→ **Your task**
Please show each line of the listing where "YieldError" is present.

# # #

//! # 统一错误处理模块
//!
//! 定义 lambda-yield 的所有错误类型，使用 `thiserror` 派生。
//!
//! 单个 pT bin 的拟合失败不是错误：它作为 `FitOutcome::Failed` 记录在
//! 产额谱中，不会中断其他 bin 的处理。这里只包含会终止整次运行的错误。
//!
//! ## 依赖关系
//! - 被所有其他模块使用
//! - 无外部模块依赖

use thiserror::Error;

/// lambda-yield 统一错误类型
#[derive(Error, Debug)]
pub enum YieldError {
    // ─────────────────────────────────────────────────────────────
    // I/O 错误
    // ─────────────────────────────────────────────────────────────
    #[error("Failed to read file: {path}")]
    FileReadError {
        path: String,
        #[source]
        source: std::io::Error,
    },

    #[error("Failed to write file: {path}")]
    FileWriteError {
        path: String,
        #[source]
        source: std::io::Error,
    },

    #[error("File not found: {path}")]
    FileNotFound { path: String },

    // ─────────────────────────────────────────────────────────────
    // 输入错误
    // ─────────────────────────────────────────────────────────────
    #[error("Failed to parse {format} file: {path}\nReason: {reason}")]
    ParseError {
        format: String,
        path: String,
        reason: String,
    },

    #[error("Invalid histogram '{name}': {reason}")]
    InvalidHistogram { name: String, reason: String },

    #[error("Histogram '{name}' not found in archive")]
    HistogramNotFound { name: String },

    #[error("No histograms found in '{path}' with pattern: {pattern}")]
    NoHistogramsFound { path: String, pattern: String },

    // ─────────────────────────────────────────────────────────────
    // 参数错误
    // ─────────────────────────────────────────────────────────────
    #[error("Invalid argument: {0}")]
    InvalidArgument(String),

    #[error("Invalid range format: {0}")]
    InvalidRange(String),

    // ─────────────────────────────────────────────────────────────
    // 输出错误
    // ─────────────────────────────────────────────────────────────
    #[error("CSV error: {0}")]
    CsvError(#[from] csv::Error),

    #[error("Plot error: {0}")]
    PlotError(String),

    // ─────────────────────────────────────────────────────────────
    // 其他
    // ─────────────────────────────────────────────────────────────
    #[error("Failed to build thread pool: {0}")]
    ThreadPool(#[from] rayon::ThreadPoolBuildError),
}

/// Result 类型别名
pub type Result<T> = std::result::Result<T, YieldError>;
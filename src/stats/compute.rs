use tracing::debug;

use crate::filter::TripView;
use crate::stats::types::{
    BirthYearStats, DurationStats, Popular, StationPair, StationStats, TimeStats, TripReport,
    UserStats, ValueCount,
};
use crate::stats::utility::{mean, most_frequent, value_counts};
use crate::trip::TripRecord;

fn owned_value(popular: Popular<&str>) -> Popular<String> {
    Popular {
        value: popular.value.to_string(),
        count: popular.count,
    }
}

fn counts<'a>(values: impl IntoIterator<Item = &'a str>) -> Vec<ValueCount> {
    value_counts(values)
        .into_iter()
        .map(|(value, count)| ValueCount {
            value: value.to_string(),
            count,
        })
        .collect()
}

impl TimeStats {
    pub fn from_view(view: &TripView<'_>) -> Self {
        TimeStats {
            month: most_frequent(view.iter().map(TripRecord::month_name)),
            day: most_frequent(view.iter().map(TripRecord::day_name)),
            hour: most_frequent(view.iter().map(TripRecord::hour)),
        }
    }
}

impl StationStats {
    pub fn from_view(view: &TripView<'_>) -> Self {
        let trip = most_frequent(
            view.iter()
                .map(|t| (t.start_station.as_str(), t.end_station.as_str())),
        )
        .map(|p| Popular {
            value: StationPair {
                start: p.value.0.to_string(),
                end: p.value.1.to_string(),
            },
            count: p.count,
        });

        StationStats {
            start_station: most_frequent(view.iter().map(|t| t.start_station.as_str()))
                .map(owned_value),
            end_station: most_frequent(view.iter().map(|t| t.end_station.as_str())).map(owned_value),
            trip,
        }
    }
}

impl DurationStats {
    pub fn from_view(view: &TripView<'_>) -> Self {
        let durations: Vec<f64> = view.iter().map(|t| t.trip_duration).collect();
        let total_seconds = durations.iter().sum();
        let mean_seconds = if durations.is_empty() {
            None
        } else {
            Some(mean(&durations))
        };

        DurationStats {
            trip_count: durations.len(),
            total_seconds,
            mean_seconds,
        }
    }
}

impl UserStats {
    pub fn from_view(view: &TripView<'_>) -> Self {
        let user_types = counts(view.iter().filter_map(|t| t.user_type.as_deref()));

        let genders = view
            .columns
            .gender
            .then(|| counts(view.iter().filter_map(|t| t.gender.as_deref())));

        let birth_years = view.columns.birth_year.then(|| {
            let years: Vec<i32> = view.iter().filter_map(TripRecord::birth_year).collect();
            BirthYearStats {
                earliest: years.iter().min().copied(),
                most_recent: years.iter().max().copied(),
                most_common: most_frequent(years.iter().copied()).map(|p| p.value),
            }
        });

        UserStats {
            user_types,
            genders,
            birth_years,
        }
    }
}

impl TripReport {
    /// Computes every section over `view`.
    #[tracing::instrument(skip_all, fields(city = %view.city, rows = view.len()))]
    pub fn from_view(view: &TripView<'_>) -> Self {
        let report = TripReport {
            city: view.city,
            filter: view.filter,
            trip_count: view.len(),
            times: TimeStats::from_view(view),
            stations: StationStats::from_view(view),
            durations: DurationStats::from_view(view),
            users: UserStats::from_view(view),
        };
        debug!("Report computed");
        report
    }
}
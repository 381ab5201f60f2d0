use std::collections::HashMap;
use std::hash::Hash;

use crate::stats::types::Popular;

/// Computes the arithmetic mean of a slice of values. Returns 0.0 for empty input.
pub fn mean(values: &[f64]) -> f64 {
    if values.is_empty() {
        return 0.0;
    }
    values.iter().sum::<f64>() / values.len() as f64
}

/// Counts occurrences of each value.
///
/// Sorted by descending count; equal counts keep the order in which the
/// values were first seen.
pub fn value_counts<T, I>(values: I) -> Vec<(T, usize)>
where
    T: Eq + Hash,
    I: IntoIterator<Item = T>,
{
    let mut seen: HashMap<T, (usize, usize)> = HashMap::new();
    for (position, value) in values.into_iter().enumerate() {
        seen.entry(value).or_insert((position, 0)).1 += 1;
    }

    let mut counts: Vec<(usize, T, usize)> = seen
        .into_iter()
        .map(|(value, (first, count))| (first, value, count))
        .collect();
    counts.sort_by(|a, b| b.2.cmp(&a.2).then(a.0.cmp(&b.0)));

    counts
        .into_iter()
        .map(|(_, value, count)| (value, count))
        .collect()
}

/// The mode of `values`, ties going to the first-encountered value.
pub fn most_frequent<T, I>(values: I) -> Option<Popular<T>>
where
    T: Eq + Hash,
    I: IntoIterator<Item = T>,
{
    value_counts(values)
        .into_iter()
        .next()
        .map(|(value, count)| Popular { value, count })
}

#[cfg(test)]
mod tests {
    use super::*;

    #[test]
    fn test_mean() {
        assert_eq!(mean(&[]), 0.0);
        assert_eq!(mean(&[1.0, 2.0, 3.0, 6.0]), 3.0);
    }

    #[test]
    fn test_value_counts_order() {
        let counts = value_counts(["b", "a", "c", "a", "c", "d"]);
        assert_eq!(counts, vec![("a", 2), ("c", 2), ("b", 1), ("d", 1)]);
    }

    #[test]
    fn test_most_frequent_tie_goes_to_first_seen() {
        let top = most_frequent(["x", "y", "y", "x"]).unwrap();
        assert_eq!(top.value, "x");
        assert_eq!(top.count, 2);

        let top = most_frequent([3, 1, 1, 3, 2]).unwrap();
        assert_eq!(top.value, 3);
    }

    #[test]
    fn test_most_frequent_empty() {
        assert_eq!(most_frequent(Vec::<u32>::new()), None);
    }
}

# # #

→ **Answer box**
pub enum YieldError {
pub type Result<T> = std::result::Result<T, YieldError>;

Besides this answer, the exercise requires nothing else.